This task calls for copying each line below that contains "filename".
Record excerpts: Begin
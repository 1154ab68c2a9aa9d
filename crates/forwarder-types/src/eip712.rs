//! EIP-712 structured-data encoding utilities shared across the forwarder.
//!
//! These helpers provide:
//! - Type-descriptor hashing (keccak256 of the canonical type string)
//! - Final digest computation (0x1901 || domainSeparator || structHash)
//! - A minimal ABI encoder for the static EIP-712 word types used here

use alloy_primitives::{keccak256, Address, B256, U256};

/// Compute the hash of a canonical type descriptor string, e.g.
/// `ForwardRequest(address from,...)`.
pub fn type_hash(descriptor: &str) -> B256 {
	keccak256(descriptor.as_bytes())
}

/// Compute the final EIP-712 signing digest:
/// keccak256(0x19 || 0x01 || domainSeparator || structHash).
pub fn signing_digest(domain_separator: &B256, struct_hash: &B256) -> B256 {
	let mut out = Vec::with_capacity(2 + 32 + 32);
	out.push(0x19);
	out.push(0x01);
	out.extend_from_slice(domain_separator.as_slice());
	out.extend_from_slice(struct_hash.as_slice());
	keccak256(out)
}

/// Minimal ABI encoder for static types used in EIP-712 struct hashing.
///
/// Every pushed value occupies exactly one 32-byte word. Dynamic-length
/// values (bytes, string) must be hashed by the caller and pushed as a
/// `B256` word; they are never embedded verbatim.
pub struct Eip712Encoder {
	buf: Vec<u8>,
}

impl Default for Eip712Encoder {
	fn default() -> Self {
		Self::new()
	}
}

impl Eip712Encoder {
	pub fn new() -> Self {
		Self { buf: Vec::new() }
	}

	pub fn push_b256(&mut self, v: &B256) {
		self.buf.extend_from_slice(v.as_slice());
	}

	pub fn push_address(&mut self, addr: &Address) {
		let mut word = [0u8; 32];
		word[12..].copy_from_slice(addr.as_slice());
		self.buf.extend_from_slice(&word);
	}

	pub fn push_u256(&mut self, v: U256) {
		let word: [u8; 32] = v.to_be_bytes::<32>();
		self.buf.extend_from_slice(&word);
	}

	pub fn push_u64(&mut self, v: u64) {
		let mut word = [0u8; 32];
		word[24..].copy_from_slice(&v.to_be_bytes());
		self.buf.extend_from_slice(&word);
	}

	pub fn finish(self) -> Vec<u8> {
		self.buf
	}
}
//! The signed forward request.
//!
//! A [`ForwardRequest`] is constructed per call, signed off-band over its
//! EIP-712 digest, and consumed exactly once by a successful execute.

use crate::eip712::{type_hash, Eip712Encoder};
use alloy_primitives::{keccak256, Address, Bytes, B256, U256};
use serde::{Deserialize, Serialize};

/// Canonical type descriptor for the forward request struct.
pub const FORWARD_REQUEST_TYPE: &str = "ForwardRequest(address from,address to,uint256 value,uint256 gas,uint256 nonce,uint256 deadline,bytes data)";

/// A meta-transaction request: a call to `to` authorized by `from`'s
/// signature, relayed by the forwarder.
#[derive(Debug, Clone, PartialEq, Eq, Serialize, Deserialize)]
pub struct ForwardRequest {
	/// The original signer whose identity is forwarded to the target.
	pub from: Address,
	/// The target the payload is dispatched against.
	pub to: Address,
	/// Native value carried by the dispatched call.
	pub value: U256,
	/// Gas bound for the dispatched call.
	pub gas: u64,
	/// Sequential per-signer nonce; must equal the signer's next
	/// expected nonce.
	pub nonce: u64,
	/// Closed upper time bound: the request is valid while
	/// `now <= deadline`.
	pub deadline: u64,
	/// Opaque call payload for the target.
	pub data: Bytes,
}

impl ForwardRequest {
	/// EIP-712 struct hash: keccak256(typeHash || encoded fields in
	/// declared order). The dynamic `data` field is hashed before
	/// inclusion, never embedded verbatim.
	pub fn struct_hash(&self) -> B256 {
		let mut enc = Eip712Encoder::new();
		enc.push_b256(&type_hash(FORWARD_REQUEST_TYPE));
		enc.push_address(&self.from);
		enc.push_address(&self.to);
		enc.push_u256(self.value);
		enc.push_u64(self.gas);
		enc.push_u64(self.nonce);
		enc.push_u64(self.deadline);
		enc.push_b256(&keccak256(&self.data));
		keccak256(enc.finish())
	}
}

#[cfg(test)]
mod tests {
	use super::*;
	use alloy_primitives::address;

	fn base_request() -> ForwardRequest {
		ForwardRequest {
			from: address!("00000000000000000000000000000000000000aa"),
			to: address!("00000000000000000000000000000000000000bb"),
			value: U256::ZERO,
			gas: 1_000_000,
			nonce: 0,
			deadline: u64::MAX,
			data: Bytes::from(vec![0xde, 0xad, 0xbe, 0xef]),
		}
	}

	#[test]
	fn test_struct_hash_deterministic() {
		let req = base_request();
		assert_eq!(req.struct_hash(), req.struct_hash());
	}

	#[test]
	fn test_struct_hash_sensitive_to_fields() {
		let base = base_request().struct_hash();

		let mut req = base_request();
		req.nonce = 1;
		assert_ne!(req.struct_hash(), base);

		let mut req = base_request();
		req.deadline = 1;
		assert_ne!(req.struct_hash(), base);

		let mut req = base_request();
		req.data = Bytes::from(vec![0xde, 0xad]);
		assert_ne!(req.struct_hash(), base);
	}

	#[test]
	fn test_data_hashed_not_embedded() {
		// The struct hash preimage is always 8 fixed words regardless of
		// payload length: the data field contributes keccak256(data).
		let req = base_request();
		let mut enc = Eip712Encoder::new();
		enc.push_b256(&type_hash(FORWARD_REQUEST_TYPE));
		enc.push_address(&req.from);
		enc.push_address(&req.to);
		enc.push_u256(req.value);
		enc.push_u64(req.gas);
		enc.push_u64(req.nonce);
		enc.push_u64(req.deadline);
		enc.push_b256(&keccak256(&req.data));
		let preimage = enc.finish();
		assert_eq!(preimage.len(), 8 * 32);
		assert_eq!(req.struct_hash(), keccak256(preimage));

		// A large payload still yields the same fixed-size preimage shape.
		let mut large = base_request();
		large.data = Bytes::from(vec![0x42; 4096]);
		assert_eq!(large.struct_hash(), {
			let mut enc = Eip712Encoder::new();
			enc.push_b256(&type_hash(FORWARD_REQUEST_TYPE));
			enc.push_address(&large.from);
			enc.push_address(&large.to);
			enc.push_u256(large.value);
			enc.push_u64(large.gas);
			enc.push_u64(large.nonce);
			enc.push_u64(large.deadline);
			enc.push_b256(&keccak256(&large.data));
			keccak256(enc.finish())
		});
	}
}
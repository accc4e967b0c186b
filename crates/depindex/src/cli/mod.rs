//! Command-line interface for the depindex server.
//!
//! Flags override values from the configuration file, which override the
//! built-in defaults.
//!
//! # Example
//!
//! ```bash
//! depindex --bind 127.0.0.1:8080 --cycle-detection
//! depindex --config /etc/depindex.yaml --max-line-length 4096
//! ```

use crate::config::ServerConfig;
use crate::error::Result;
use crate::index::new_in_memory_index;
use crate::server::Server;
use clap::Parser;
use std::net::SocketAddr;
use std::path::PathBuf;
use tracing::{info, warn};

/// Depindex - a package index that enforces dependency integrity
///
/// Serves the INDEX/REMOVE/QUERY line protocol over TCP.
#[derive(Parser, Debug)]
#[command(name = "depindex")]
#[command(author, version, about, long_about = None)]
pub struct Cli {
    /// YAML configuration file
    #[arg(short, long, value_name = "FILE")]
    pub config: Option<PathBuf>,

    /// Address to listen on (default 0.0.0.0:8080)
    #[arg(short, long, value_name = "ADDR")]
    pub bind: Option<SocketAddr>,

    /// Reject index requests that would create a dependency cycle
    ///
    /// Pass `--cycle-detection=false` to turn it off when the config file enables it.
    #[arg(long, value_name = "BOOL", num_args = 0..=1, default_missing_value = "true")]
    pub cycle_detection: Option<bool>,

    /// Longest accepted request line in bytes
    #[arg(long, value_name = "BYTES")]
    pub max_line_length: Option<usize>,
}

impl Cli {
    /// Parse command-line arguments
    #[must_use]
    pub fn parse_args() -> Self {
        Self::parse()
    }

    /// Build the effective configuration.
    ///
    /// # Errors
    ///
    /// Returns an error if the configuration file cannot be loaded or the
    /// result fails validation.
    pub async fn resolve_config(&self) -> Result<ServerConfig> {
        let mut config = match &self.config {
            Some(path) => ServerConfig::load(path).await?,
            None => ServerConfig::default(),
        };

        if let Some(bind) = self.bind {
            config.bind = bind;
        }
        if let Some(cycle_detection) = self.cycle_detection {
            config.cycle_detection = cycle_detection;
        }
        if let Some(max_line_length) = self.max_line_length {
            config.max_line_length = max_line_length;
        }

        config.validate()?;
        Ok(config)
    }

    /// Run the server until Ctrl-C.
    ///
    /// # Errors
    ///
    /// Returns an error if configuration fails or the listener cannot be bound.
    pub async fn execute(self) -> Result<()> {
        let config = self.resolve_config().await?;
        info!(
            bind = %config.bind,
            cycle_detection = config.cycle_detection,
            max_line_length = config.max_line_length,
            "Starting depindex"
        );

        let index = new_in_memory_index(config.cycle_detection);
        let server = Server::bind(config.bind, index, config.max_line_length).await?;
        server.run_until(shutdown_signal()).await
    }
}

async fn shutdown_signal() {
    if let Err(e) = tokio::signal::ctrl_c().await {
        warn!(error = %e, "Cannot listen for Ctrl-C, running until killed");
        std::future::pending::<()>().await;
    }
}
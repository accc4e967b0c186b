//! Request dispatch.
//!
//! Glue between the line protocol and the index: each request becomes
//! exactly one index call, and its outcome exactly one response.

use crate::domain::PackageName;
use crate::error::Result;
use crate::index::PackageIndex;
use depindex_wire::{Command, Request, Response, parse_request};
use tracing::{debug, warn};

/// Decode `line` and run it against `index`.
///
/// A malformed line is answered with [`Response::Error`] and never reaches
/// the index.
pub async fn respond(index: &dyn PackageIndex, line: &str) -> Response {
    match parse_request(line) {
        Ok(request) => dispatch(index, request).await,
        Err(e) => {
            warn!(error = %e, "Failed to parse request");
            Response::Error
        }
    }
}

/// Run a decoded request against `index`.
pub async fn dispatch(index: &dyn PackageIndex, request: Request) -> Response {
    let Request {
        command,
        package,
        dependencies,
    } = request;
    let package = PackageName::from(package);

    debug!(%command, %package, ?dependencies, "Dispatching request");

    match command {
        Command::Index => {
            let dependencies: Vec<PackageName> =
                dependencies.into_iter().map(PackageName::from).collect();
            outcome(index.index(&package, &dependencies).await)
        }
        Command::Remove => outcome(index.remove(&package).await),
        Command::Query => Response::from(index.query(&package).await),
    }
}

fn outcome(result: Result<()>) -> Response {
    match result {
        Ok(()) => Response::Ok,
        Err(e) => {
            debug_assert!(e.is_rejection(), "index returned a fault: {e}");
            debug!(reason = %e, "Request rejected");
            Response::Fail
        }
    }
}

#[cfg(test)]
mod tests {
    use super::*;
    use crate::index::new_in_memory_index;
    use std::collections::BTreeSet;

    #[tokio::test]
    async fn protocol_round_trip() {
        let index = new_in_memory_index(false);
        let index = index.as_ref();

        assert_eq!(respond(index, "INDEX|X|").await, Response::Ok);
        assert_eq!(respond(index, "QUERY|X|").await, Response::Ok);
        assert_eq!(respond(index, "QUERY|Y|").await, Response::Fail);
        assert_eq!(respond(index, "BLAH|Z|").await, Response::Error);
        assert_eq!(respond(index, "QUERY|X|").await, Response::Ok);
    }

    #[tokio::test]
    async fn malformed_lines_do_not_touch_the_index() {
        let index = new_in_memory_index(false);

        assert_eq!(respond(index.as_ref(), "INDEX||").await, Response::Error);
        assert_eq!(respond(index.as_ref(), "INDEX|A|b|c").await, Response::Error);
        assert_eq!(index.count().await, 0);
    }

    #[tokio::test]
    async fn missing_dependency_fails() {
        let index = new_in_memory_index(false);

        assert_eq!(respond(index.as_ref(), "INDEX|foo|bar").await, Response::Fail);
        assert_eq!(respond(index.as_ref(), "QUERY|foo|").await, Response::Fail);
    }

    #[tokio::test]
    async fn blocked_remove_fails() {
        let index = new_in_memory_index(false);
        let index = index.as_ref();

        assert_eq!(respond(index, "INDEX|A|").await, Response::Ok);
        assert_eq!(respond(index, "INDEX|B|A").await, Response::Ok);
        assert_eq!(respond(index, "REMOVE|A|").await, Response::Fail);
        assert_eq!(respond(index, "REMOVE|B|").await, Response::Ok);
        assert_eq!(respond(index, "REMOVE|A|").await, Response::Ok);
    }

    #[tokio::test]
    async fn remove_of_unknown_package_succeeds() {
        let index = new_in_memory_index(false);
        assert_eq!(respond(index.as_ref(), "REMOVE|ghost|").await, Response::Ok);
    }

    #[tokio::test]
    async fn whitespace_in_dependency_list_is_ignored() {
        let index = new_in_memory_index(false);
        let index = index.as_ref();

        assert_eq!(respond(index, "INDEX|a|").await, Response::Ok);
        assert_eq!(respond(index, "INDEX|b|").await, Response::Ok);
        assert_eq!(respond(index, "INDEX|A|  a , b ,, ").await, Response::Ok);

        let expected: BTreeSet<PackageName> =
            ["a", "b"].into_iter().map(PackageName::from).collect();
        assert_eq!(index.dependencies(&"A".into()).await, Some(expected));
    }

    #[tokio::test]
    async fn cycle_is_rejected_when_enabled() {
        let index = new_in_memory_index(true);
        let index = index.as_ref();

        assert_eq!(respond(index, "INDEX|A|").await, Response::Ok);
        assert_eq!(respond(index, "INDEX|B|A").await, Response::Ok);
        assert_eq!(respond(index, "INDEX|A|B").await, Response::Fail);
    }
}
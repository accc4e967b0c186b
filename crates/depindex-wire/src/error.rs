//! Error types for depindex-wire operations.

use std::io;
use thiserror::Error;

/// The error type for reading and writing protocol lines.
///
/// Only [`Error::InvalidUtf8`] leaves the stream usable; see
/// [`Error::is_recoverable`].
#[derive(Debug, Error)]
pub enum Error {
    /// IO error occurred while reading or writing.
    #[error("IO error: {0}")]
    Io(#[from] io::Error),

    /// A request line exceeded the configured length limit.
    #[error("Line {line_number} exceeds the {limit} byte limit")]
    LineTooLong {
        /// 1-based number of the offending line.
        line_number: usize,
        /// The limit that was exceeded, in bytes.
        limit: usize,
    },

    /// A request line was not valid UTF-8.
    #[error("Line {line_number} is not valid UTF-8")]
    InvalidUtf8 {
        /// 1-based number of the offending line.
        line_number: usize,
    },
}

impl Error {
    /// Whether reading can continue after this error.
    ///
    /// A non-UTF-8 line has been consumed in full, so the next read starts
    /// on the following line. The other variants leave the stream at an
    /// unknown position.
    #[must_use]
    pub fn is_recoverable(&self) -> bool {
        matches!(self, Self::InvalidUtf8 { .. })
    }
}

/// A malformed request line.
///
/// Parse errors are answered with `ERROR` and never end the session.
#[derive(Debug, Clone, PartialEq, Eq, Error)]
pub enum ParseError {
    /// The line did not contain exactly three `|`-separated fields.
    #[error("Invalid message format: expected 3 fields, found {fields}")]
    InvalidFormat {
        /// Number of fields actually found.
        fields: usize,
    },

    /// The package field was empty.
    #[error("Invalid message format: package name is empty")]
    EmptyPackage,

    /// The command verb is not one of `INDEX`, `REMOVE` or `QUERY`.
    #[error("Unknown command: {0:?}")]
    UnknownCommand(String),
}

/// A specialized Result type for depindex-wire operations.
pub type Result<T> = std::result::Result<T, Error>;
Record excerpts: End
Answer space:
filename crates/forwarder-types/src/eip712.rs
filename crates/depindex/src/cli/mod.rs
filename crates/depindex-wire/src/error.rs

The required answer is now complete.